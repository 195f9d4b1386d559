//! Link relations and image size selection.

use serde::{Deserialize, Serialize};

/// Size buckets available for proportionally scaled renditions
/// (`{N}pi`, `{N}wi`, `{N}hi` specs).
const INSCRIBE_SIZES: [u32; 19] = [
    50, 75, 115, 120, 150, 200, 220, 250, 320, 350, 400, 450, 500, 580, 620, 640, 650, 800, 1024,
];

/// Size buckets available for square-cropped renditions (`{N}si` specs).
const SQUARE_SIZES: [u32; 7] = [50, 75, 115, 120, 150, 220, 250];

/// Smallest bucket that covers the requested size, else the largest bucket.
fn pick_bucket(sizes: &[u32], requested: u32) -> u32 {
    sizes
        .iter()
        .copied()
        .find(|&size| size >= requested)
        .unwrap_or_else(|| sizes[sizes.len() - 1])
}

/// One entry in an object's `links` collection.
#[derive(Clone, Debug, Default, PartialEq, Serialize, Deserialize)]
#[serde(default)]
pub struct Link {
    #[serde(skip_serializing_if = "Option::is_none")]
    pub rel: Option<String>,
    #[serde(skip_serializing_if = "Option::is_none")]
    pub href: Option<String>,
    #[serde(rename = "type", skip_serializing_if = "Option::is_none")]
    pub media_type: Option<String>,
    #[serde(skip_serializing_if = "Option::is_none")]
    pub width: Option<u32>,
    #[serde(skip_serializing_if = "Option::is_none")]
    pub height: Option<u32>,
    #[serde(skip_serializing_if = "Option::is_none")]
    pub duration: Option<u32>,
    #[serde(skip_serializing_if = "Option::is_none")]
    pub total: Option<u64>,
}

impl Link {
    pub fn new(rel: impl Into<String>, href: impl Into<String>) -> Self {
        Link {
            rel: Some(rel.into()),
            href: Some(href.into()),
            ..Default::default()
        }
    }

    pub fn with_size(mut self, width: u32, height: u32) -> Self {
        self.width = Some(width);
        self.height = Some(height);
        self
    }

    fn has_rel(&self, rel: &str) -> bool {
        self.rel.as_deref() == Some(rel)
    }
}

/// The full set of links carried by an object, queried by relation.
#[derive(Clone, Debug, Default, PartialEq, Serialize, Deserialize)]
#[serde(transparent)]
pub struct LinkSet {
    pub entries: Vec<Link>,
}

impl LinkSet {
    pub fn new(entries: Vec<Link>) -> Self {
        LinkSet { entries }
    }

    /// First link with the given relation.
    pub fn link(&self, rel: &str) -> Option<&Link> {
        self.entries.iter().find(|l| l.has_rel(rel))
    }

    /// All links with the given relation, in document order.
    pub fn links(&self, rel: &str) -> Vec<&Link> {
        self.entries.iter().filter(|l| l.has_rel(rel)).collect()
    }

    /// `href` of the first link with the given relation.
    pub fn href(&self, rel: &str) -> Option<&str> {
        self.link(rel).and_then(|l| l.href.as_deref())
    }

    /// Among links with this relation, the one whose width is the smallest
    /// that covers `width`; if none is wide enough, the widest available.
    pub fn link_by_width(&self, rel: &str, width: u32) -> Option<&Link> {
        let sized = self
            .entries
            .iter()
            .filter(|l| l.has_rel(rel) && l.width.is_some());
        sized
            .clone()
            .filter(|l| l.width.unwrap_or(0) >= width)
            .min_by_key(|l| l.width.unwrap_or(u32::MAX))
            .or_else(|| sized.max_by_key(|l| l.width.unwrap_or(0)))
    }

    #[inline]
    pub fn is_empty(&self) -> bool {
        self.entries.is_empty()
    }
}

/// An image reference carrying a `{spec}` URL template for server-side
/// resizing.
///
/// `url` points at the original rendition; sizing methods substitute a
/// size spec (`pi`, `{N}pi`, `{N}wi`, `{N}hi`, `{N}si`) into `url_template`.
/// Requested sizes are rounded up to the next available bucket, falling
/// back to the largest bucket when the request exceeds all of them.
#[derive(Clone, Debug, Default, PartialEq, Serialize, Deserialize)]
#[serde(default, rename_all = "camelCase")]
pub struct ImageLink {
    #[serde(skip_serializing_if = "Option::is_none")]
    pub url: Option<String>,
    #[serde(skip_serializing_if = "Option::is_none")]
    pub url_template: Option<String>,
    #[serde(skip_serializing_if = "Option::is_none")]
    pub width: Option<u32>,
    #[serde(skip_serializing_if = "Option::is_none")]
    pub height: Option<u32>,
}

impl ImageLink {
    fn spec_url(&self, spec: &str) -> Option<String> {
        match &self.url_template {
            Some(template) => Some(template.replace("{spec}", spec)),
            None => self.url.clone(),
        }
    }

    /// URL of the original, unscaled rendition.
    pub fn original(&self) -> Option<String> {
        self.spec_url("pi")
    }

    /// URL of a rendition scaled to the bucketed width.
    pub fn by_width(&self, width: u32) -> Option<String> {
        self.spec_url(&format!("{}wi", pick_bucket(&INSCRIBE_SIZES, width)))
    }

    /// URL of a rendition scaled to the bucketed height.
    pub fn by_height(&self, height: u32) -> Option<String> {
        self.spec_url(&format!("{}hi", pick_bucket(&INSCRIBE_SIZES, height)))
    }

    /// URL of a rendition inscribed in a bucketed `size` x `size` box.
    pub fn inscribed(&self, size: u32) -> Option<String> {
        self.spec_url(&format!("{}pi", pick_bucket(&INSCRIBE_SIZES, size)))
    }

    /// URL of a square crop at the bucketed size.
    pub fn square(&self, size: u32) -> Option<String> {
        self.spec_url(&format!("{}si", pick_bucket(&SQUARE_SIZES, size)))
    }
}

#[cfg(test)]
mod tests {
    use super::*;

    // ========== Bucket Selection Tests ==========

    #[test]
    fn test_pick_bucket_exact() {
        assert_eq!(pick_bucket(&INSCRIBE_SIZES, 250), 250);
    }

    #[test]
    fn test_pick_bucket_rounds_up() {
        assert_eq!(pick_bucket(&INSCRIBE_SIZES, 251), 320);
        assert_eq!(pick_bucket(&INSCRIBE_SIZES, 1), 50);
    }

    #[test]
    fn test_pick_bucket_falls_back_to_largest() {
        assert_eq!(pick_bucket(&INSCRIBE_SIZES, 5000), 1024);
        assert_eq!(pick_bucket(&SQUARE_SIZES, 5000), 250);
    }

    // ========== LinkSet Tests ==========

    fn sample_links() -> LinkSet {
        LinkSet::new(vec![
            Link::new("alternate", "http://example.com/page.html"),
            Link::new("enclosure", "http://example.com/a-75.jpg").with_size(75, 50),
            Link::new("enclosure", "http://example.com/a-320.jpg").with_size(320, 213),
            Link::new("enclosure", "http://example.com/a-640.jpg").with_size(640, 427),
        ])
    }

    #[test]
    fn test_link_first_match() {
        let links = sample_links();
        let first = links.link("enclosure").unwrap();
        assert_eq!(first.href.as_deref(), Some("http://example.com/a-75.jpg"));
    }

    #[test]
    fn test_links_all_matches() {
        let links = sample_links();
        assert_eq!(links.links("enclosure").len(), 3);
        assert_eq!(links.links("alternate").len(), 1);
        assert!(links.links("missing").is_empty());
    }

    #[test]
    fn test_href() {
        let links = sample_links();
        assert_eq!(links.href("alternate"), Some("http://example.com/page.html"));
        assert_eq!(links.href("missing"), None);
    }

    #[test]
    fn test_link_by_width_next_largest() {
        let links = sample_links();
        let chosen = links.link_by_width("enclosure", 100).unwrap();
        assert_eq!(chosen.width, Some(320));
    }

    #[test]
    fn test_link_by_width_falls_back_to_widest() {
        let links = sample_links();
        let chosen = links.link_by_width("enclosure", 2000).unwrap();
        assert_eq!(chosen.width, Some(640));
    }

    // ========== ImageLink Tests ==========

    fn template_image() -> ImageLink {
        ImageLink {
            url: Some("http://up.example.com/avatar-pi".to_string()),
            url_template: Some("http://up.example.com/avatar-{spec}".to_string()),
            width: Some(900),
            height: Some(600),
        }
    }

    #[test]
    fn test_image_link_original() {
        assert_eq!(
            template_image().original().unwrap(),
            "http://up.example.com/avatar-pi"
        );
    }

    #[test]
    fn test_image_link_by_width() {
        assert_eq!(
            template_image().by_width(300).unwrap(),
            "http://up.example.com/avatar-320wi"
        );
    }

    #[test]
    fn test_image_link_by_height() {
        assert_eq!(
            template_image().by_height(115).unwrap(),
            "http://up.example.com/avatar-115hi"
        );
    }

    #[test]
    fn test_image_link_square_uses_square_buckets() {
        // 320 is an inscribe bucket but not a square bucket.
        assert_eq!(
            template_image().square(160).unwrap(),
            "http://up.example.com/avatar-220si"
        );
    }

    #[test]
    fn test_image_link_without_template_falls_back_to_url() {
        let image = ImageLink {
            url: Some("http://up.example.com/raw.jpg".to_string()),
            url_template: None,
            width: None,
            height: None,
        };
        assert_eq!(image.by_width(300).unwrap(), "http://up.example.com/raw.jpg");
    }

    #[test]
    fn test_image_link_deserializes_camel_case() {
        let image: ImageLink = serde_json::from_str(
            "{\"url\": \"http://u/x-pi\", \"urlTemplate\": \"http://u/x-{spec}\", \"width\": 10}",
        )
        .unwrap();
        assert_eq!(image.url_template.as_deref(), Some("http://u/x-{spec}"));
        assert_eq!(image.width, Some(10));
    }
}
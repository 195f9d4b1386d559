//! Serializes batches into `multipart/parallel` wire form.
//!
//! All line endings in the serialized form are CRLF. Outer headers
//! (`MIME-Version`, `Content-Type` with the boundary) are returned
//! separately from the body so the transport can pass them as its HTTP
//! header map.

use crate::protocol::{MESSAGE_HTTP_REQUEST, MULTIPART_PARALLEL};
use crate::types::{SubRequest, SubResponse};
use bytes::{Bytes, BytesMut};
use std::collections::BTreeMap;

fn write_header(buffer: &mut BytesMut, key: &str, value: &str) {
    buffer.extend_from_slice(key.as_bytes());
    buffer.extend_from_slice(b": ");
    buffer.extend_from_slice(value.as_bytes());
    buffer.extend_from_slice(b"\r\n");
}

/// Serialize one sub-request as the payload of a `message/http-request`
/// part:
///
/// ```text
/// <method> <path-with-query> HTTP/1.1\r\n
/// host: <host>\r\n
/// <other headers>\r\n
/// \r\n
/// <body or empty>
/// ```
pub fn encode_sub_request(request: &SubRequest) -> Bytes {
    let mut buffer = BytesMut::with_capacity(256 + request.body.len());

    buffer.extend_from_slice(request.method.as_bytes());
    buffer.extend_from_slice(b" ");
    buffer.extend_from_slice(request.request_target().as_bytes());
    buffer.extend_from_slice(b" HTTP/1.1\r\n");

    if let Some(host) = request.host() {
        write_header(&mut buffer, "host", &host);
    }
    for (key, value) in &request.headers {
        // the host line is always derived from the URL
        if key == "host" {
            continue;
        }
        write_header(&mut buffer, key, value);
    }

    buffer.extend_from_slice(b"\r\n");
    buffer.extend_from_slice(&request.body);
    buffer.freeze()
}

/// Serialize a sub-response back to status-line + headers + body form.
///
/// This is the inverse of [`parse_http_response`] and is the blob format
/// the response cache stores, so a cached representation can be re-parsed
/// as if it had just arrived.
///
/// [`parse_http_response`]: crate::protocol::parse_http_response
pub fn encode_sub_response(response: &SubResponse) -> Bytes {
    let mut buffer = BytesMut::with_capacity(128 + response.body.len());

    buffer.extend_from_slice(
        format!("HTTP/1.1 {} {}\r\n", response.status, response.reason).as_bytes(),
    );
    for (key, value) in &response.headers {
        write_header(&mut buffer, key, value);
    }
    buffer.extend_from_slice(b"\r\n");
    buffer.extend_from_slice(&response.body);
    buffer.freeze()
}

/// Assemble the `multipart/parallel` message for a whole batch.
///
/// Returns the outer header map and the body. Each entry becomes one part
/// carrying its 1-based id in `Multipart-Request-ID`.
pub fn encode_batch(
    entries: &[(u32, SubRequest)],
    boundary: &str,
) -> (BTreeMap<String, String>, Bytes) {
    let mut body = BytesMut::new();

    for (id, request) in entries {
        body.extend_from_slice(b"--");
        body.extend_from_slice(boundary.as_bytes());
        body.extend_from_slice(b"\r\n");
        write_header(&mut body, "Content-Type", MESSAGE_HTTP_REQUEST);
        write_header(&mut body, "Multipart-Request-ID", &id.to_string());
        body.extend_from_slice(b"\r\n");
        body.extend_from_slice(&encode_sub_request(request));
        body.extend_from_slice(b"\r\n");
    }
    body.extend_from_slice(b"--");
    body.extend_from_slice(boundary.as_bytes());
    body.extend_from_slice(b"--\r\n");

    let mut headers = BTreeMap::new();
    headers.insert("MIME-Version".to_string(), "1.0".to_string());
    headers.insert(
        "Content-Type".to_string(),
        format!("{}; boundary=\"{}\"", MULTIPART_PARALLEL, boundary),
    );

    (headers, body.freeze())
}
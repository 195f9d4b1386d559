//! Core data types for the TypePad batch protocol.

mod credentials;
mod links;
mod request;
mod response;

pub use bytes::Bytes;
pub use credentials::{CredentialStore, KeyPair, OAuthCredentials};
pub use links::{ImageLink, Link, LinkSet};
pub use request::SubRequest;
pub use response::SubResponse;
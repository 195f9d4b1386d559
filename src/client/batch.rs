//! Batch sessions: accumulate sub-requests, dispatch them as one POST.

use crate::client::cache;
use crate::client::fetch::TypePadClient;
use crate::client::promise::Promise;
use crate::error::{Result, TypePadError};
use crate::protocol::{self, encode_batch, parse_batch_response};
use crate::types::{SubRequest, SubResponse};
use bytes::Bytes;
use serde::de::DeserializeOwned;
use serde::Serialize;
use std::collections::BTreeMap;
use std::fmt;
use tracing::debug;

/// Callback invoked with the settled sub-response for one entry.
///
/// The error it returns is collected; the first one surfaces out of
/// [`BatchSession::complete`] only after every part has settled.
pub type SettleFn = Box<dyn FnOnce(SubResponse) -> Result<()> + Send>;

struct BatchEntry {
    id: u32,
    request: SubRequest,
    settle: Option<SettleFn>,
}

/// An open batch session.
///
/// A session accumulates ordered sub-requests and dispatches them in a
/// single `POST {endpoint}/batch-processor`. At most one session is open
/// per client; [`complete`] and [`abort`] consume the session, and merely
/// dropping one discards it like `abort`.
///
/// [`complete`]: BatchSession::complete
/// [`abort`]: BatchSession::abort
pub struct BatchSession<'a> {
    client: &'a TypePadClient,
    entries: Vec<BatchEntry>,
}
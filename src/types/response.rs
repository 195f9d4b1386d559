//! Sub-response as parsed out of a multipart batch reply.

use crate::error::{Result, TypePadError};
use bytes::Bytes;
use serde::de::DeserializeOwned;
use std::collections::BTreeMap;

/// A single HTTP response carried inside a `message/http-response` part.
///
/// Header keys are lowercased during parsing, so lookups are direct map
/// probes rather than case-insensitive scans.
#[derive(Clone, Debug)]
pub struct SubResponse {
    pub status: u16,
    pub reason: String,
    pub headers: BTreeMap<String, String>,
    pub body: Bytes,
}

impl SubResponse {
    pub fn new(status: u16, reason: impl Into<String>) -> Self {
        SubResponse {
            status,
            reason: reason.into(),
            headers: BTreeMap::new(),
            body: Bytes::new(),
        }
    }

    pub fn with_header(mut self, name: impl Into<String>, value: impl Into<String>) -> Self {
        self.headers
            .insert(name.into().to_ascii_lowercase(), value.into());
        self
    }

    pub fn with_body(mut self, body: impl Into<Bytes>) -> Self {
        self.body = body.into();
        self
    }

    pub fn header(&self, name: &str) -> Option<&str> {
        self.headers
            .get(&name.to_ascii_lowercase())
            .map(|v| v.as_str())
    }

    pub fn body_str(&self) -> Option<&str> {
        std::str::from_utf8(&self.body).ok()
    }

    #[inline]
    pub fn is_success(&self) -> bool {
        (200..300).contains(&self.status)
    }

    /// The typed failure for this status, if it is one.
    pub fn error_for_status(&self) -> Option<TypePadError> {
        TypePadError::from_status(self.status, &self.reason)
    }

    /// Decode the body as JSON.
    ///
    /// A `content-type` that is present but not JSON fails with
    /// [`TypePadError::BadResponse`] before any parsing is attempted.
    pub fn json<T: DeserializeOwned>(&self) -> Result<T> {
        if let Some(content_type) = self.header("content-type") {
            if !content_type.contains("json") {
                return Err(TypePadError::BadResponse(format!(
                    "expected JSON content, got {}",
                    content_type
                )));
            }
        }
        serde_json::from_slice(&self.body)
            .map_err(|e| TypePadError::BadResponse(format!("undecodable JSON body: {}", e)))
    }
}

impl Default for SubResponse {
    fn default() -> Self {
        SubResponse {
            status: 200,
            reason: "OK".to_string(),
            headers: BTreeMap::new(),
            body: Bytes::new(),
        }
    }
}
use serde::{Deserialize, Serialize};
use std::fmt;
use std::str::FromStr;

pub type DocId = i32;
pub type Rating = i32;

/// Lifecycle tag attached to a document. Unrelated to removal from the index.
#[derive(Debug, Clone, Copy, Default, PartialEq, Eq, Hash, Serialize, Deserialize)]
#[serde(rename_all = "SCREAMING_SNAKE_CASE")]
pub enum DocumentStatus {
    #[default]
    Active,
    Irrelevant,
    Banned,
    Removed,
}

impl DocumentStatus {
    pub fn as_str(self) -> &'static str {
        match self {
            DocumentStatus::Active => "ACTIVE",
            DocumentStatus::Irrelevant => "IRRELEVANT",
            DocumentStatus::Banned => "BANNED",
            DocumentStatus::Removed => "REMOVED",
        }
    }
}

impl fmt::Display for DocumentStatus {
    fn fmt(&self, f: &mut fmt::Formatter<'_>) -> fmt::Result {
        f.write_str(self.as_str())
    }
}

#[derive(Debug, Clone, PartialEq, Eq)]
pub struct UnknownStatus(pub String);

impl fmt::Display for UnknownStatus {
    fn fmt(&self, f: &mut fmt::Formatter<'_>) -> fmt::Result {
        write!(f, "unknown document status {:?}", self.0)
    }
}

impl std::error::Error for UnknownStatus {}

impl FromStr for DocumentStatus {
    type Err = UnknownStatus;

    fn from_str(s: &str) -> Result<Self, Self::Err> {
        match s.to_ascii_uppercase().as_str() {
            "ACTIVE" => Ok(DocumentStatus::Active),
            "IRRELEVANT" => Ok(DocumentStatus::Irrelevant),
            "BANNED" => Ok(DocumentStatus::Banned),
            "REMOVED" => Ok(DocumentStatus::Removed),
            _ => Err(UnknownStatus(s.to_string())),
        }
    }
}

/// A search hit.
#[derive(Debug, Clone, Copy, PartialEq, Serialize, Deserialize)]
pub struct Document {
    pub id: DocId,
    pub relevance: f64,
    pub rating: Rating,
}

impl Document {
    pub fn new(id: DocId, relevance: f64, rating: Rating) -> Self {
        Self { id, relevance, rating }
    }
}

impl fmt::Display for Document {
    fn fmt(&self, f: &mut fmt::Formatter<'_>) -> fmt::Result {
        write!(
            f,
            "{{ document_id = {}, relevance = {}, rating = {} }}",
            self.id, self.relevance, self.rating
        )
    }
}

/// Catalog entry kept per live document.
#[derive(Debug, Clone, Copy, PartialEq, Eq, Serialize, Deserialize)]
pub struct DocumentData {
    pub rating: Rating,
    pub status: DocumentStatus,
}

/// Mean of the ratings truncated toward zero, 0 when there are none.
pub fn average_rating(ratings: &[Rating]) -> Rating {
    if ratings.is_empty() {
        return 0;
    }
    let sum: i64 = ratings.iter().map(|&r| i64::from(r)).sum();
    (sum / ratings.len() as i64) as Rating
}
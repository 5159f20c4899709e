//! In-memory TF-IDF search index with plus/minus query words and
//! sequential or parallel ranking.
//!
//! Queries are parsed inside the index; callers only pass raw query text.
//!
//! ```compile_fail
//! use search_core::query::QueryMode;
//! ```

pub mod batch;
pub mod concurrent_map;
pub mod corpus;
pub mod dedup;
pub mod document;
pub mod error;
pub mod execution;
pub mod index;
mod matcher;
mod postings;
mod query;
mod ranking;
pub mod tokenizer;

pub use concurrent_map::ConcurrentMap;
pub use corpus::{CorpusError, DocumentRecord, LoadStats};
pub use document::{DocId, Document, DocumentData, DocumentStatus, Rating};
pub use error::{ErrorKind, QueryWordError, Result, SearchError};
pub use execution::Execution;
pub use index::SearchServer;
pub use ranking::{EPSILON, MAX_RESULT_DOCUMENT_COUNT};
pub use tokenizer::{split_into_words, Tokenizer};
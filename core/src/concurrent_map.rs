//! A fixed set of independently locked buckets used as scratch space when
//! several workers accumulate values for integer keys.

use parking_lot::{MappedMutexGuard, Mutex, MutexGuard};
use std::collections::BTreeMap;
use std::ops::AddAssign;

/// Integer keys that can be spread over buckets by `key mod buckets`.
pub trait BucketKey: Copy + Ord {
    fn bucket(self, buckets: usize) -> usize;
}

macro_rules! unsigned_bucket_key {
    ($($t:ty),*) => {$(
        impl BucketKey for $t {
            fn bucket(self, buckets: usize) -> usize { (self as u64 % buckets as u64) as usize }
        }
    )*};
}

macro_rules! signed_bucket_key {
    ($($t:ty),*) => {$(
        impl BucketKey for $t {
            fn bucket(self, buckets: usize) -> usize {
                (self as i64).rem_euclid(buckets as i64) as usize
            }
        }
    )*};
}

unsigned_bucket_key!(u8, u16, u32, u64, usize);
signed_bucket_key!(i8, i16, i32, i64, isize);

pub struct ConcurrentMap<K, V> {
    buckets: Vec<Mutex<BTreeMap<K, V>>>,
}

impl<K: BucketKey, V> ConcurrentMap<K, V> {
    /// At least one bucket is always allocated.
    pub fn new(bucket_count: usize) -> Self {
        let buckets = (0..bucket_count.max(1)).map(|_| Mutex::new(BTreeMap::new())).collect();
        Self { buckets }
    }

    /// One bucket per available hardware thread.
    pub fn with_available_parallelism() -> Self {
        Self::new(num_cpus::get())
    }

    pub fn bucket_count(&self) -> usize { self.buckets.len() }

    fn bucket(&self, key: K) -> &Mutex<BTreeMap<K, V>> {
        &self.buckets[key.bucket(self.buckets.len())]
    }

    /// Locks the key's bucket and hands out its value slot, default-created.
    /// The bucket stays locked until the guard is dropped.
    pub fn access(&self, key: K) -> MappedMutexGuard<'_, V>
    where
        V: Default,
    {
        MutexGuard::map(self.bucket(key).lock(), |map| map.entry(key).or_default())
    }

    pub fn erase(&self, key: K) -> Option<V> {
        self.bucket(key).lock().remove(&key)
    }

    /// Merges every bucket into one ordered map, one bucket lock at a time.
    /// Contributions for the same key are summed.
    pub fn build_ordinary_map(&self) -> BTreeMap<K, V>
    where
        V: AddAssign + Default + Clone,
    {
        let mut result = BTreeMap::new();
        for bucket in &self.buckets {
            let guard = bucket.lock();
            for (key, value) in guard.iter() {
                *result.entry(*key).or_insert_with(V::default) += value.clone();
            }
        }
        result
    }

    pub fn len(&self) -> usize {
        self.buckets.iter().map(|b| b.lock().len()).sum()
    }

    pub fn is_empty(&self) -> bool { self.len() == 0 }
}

**Work instructions**: Take every line from the data that contains the word "BatchSession".

**Answer to this exercise**:
/// [`BatchSession::complete`] only after every part has settled.
/// [`complete`]: BatchSession::complete
/// [`abort`]: BatchSession::abort
pub struct BatchSession<'a> {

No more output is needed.